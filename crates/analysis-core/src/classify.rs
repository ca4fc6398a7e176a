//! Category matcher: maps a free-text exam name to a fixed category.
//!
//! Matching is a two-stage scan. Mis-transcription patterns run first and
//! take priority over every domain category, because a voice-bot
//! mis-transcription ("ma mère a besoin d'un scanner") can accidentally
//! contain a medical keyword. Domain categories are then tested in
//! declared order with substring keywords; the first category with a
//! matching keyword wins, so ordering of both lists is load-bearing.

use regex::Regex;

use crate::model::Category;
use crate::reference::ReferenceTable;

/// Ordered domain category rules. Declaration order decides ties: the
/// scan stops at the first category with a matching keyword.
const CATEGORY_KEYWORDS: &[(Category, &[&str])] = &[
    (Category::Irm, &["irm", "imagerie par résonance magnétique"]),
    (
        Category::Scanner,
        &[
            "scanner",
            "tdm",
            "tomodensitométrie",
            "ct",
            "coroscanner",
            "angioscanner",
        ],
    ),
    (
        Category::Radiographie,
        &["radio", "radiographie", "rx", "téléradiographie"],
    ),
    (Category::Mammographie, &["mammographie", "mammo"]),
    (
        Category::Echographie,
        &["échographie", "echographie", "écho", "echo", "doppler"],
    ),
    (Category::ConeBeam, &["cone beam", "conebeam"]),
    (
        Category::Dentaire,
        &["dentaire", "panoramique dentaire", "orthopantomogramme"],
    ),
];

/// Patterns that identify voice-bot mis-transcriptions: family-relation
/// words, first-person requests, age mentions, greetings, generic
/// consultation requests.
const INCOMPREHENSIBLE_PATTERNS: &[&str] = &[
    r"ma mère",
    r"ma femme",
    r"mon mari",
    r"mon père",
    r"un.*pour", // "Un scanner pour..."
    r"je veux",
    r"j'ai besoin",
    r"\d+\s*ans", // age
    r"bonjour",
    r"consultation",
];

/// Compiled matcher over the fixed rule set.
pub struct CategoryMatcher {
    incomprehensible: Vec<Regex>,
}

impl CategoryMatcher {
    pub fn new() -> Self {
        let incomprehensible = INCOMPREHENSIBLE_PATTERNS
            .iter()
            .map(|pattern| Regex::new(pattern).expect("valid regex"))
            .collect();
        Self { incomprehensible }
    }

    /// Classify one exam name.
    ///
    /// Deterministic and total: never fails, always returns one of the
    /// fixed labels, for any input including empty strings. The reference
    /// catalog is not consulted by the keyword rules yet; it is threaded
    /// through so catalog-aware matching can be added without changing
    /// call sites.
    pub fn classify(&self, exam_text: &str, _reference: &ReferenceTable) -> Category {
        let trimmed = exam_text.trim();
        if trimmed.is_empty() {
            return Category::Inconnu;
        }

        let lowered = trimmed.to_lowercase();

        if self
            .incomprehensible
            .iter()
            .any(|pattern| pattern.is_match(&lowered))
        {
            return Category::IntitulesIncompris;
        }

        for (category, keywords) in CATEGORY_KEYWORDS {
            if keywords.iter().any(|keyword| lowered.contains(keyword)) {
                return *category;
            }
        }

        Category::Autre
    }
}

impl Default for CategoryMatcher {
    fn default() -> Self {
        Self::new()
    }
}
* * *
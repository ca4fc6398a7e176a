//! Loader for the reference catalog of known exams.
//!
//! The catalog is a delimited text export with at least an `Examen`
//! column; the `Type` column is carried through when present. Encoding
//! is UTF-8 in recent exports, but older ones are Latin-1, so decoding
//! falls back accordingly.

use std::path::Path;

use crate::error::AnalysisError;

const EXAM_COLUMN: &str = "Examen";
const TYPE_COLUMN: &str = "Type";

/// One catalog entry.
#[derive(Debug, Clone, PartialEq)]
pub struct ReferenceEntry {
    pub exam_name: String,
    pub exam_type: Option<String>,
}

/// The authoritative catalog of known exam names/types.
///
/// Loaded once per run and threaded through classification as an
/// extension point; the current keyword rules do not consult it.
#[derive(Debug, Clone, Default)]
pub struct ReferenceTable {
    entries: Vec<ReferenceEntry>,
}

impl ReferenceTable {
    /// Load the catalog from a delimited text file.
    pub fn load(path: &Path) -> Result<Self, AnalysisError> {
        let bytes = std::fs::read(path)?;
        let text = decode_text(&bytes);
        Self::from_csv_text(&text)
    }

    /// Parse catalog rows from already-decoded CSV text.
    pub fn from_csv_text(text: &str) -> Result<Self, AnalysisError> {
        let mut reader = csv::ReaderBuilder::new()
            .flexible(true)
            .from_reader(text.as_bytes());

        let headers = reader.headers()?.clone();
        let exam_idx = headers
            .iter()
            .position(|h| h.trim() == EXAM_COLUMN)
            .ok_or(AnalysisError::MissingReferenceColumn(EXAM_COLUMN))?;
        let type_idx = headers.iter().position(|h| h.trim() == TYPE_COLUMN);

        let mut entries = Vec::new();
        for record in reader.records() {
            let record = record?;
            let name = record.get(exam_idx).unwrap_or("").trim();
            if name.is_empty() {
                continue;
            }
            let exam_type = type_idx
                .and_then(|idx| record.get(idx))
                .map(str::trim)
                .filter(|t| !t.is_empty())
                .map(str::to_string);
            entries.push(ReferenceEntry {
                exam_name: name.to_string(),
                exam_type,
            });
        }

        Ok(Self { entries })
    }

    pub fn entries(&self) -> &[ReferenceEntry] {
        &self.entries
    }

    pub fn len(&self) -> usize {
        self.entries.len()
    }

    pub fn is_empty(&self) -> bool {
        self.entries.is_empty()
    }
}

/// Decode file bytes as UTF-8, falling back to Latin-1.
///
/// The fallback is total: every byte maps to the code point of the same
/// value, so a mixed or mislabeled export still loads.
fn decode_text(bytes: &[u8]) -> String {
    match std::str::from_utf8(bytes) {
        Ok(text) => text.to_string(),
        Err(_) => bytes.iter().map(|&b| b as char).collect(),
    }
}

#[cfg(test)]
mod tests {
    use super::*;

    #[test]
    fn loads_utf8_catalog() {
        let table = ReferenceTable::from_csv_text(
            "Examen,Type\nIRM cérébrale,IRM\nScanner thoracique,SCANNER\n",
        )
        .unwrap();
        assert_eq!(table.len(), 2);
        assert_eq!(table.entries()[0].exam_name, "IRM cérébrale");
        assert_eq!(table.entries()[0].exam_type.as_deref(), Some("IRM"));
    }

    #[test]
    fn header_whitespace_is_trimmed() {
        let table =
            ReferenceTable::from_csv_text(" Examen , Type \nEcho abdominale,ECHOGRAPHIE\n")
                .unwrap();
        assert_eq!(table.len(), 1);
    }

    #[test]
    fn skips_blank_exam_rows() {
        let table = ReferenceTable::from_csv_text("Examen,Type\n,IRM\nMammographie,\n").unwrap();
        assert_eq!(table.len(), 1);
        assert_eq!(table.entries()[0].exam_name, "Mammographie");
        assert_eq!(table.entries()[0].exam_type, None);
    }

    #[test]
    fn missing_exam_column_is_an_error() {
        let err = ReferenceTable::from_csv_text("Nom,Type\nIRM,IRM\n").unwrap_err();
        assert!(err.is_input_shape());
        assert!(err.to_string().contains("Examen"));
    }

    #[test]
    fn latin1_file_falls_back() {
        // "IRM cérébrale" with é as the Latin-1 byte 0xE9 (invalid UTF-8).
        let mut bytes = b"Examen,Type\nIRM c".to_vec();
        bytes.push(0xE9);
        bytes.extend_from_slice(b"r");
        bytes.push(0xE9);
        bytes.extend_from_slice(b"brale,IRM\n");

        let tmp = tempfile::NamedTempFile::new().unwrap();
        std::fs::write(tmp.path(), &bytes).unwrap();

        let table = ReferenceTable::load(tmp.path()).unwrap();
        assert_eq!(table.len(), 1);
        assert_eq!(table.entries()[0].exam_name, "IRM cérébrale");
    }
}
* * *
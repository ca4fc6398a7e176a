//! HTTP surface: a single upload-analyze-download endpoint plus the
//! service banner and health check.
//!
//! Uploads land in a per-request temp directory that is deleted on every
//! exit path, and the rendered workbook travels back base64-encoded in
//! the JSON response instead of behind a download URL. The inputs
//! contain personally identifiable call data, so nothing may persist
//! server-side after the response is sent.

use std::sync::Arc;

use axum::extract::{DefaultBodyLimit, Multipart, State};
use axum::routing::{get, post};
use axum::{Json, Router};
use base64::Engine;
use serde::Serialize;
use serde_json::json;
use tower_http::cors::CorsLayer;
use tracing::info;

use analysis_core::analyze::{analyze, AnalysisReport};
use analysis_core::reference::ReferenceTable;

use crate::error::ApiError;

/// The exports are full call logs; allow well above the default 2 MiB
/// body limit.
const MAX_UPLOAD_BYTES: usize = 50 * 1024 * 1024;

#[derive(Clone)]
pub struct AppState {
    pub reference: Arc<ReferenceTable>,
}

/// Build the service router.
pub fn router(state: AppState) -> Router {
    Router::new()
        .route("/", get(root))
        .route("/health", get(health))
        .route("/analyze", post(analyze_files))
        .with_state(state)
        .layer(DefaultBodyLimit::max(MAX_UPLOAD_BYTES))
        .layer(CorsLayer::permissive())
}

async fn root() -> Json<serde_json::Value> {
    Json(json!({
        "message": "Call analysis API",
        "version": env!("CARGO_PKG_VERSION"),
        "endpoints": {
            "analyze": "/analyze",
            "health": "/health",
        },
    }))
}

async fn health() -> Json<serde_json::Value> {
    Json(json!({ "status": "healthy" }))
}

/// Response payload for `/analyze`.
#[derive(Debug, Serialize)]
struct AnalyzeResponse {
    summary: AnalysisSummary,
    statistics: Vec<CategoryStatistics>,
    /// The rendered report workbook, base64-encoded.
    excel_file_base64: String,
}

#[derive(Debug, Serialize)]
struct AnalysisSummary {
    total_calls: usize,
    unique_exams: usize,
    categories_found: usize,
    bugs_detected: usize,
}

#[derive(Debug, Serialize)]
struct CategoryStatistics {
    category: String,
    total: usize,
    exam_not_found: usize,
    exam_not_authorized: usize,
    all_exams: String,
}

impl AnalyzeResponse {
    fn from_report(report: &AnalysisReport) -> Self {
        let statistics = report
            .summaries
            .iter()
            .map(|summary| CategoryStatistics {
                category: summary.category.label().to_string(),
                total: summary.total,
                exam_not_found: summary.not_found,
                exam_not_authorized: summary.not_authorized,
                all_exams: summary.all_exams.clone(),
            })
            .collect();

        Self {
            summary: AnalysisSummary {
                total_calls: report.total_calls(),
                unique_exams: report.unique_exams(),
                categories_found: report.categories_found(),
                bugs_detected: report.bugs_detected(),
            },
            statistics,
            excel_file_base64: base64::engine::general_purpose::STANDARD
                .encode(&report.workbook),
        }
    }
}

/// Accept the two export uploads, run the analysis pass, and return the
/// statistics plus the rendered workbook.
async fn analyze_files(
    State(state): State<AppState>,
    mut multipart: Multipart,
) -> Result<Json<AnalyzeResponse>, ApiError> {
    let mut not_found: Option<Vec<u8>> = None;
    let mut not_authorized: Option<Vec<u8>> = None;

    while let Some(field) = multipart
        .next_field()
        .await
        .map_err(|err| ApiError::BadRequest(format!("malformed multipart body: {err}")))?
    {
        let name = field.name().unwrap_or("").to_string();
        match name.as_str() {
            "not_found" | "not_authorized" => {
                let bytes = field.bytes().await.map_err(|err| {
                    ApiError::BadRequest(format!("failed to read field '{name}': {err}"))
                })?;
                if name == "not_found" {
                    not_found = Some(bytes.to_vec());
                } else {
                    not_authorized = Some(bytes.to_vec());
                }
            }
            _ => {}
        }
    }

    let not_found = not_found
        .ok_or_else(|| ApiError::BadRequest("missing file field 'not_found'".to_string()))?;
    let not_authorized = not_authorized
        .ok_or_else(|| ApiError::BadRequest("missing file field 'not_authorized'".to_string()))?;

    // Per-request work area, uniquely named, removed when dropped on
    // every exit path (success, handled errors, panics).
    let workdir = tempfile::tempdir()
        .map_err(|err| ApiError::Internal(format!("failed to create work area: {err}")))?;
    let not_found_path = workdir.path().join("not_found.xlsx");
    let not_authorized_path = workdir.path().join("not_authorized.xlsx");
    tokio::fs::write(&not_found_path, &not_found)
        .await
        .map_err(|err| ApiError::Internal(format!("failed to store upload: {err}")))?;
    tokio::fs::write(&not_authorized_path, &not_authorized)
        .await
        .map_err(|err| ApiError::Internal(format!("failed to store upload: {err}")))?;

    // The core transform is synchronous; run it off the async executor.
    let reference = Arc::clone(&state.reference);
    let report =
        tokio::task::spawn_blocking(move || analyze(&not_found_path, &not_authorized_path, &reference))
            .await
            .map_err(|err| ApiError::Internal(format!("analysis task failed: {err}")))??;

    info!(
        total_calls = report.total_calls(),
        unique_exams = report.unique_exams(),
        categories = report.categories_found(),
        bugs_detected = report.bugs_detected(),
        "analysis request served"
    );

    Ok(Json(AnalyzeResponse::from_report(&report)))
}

THE TASK:
Search the material for the word "BadRequest" and report how many lines hold it. Add nothing else.

TASK ANSWER:
4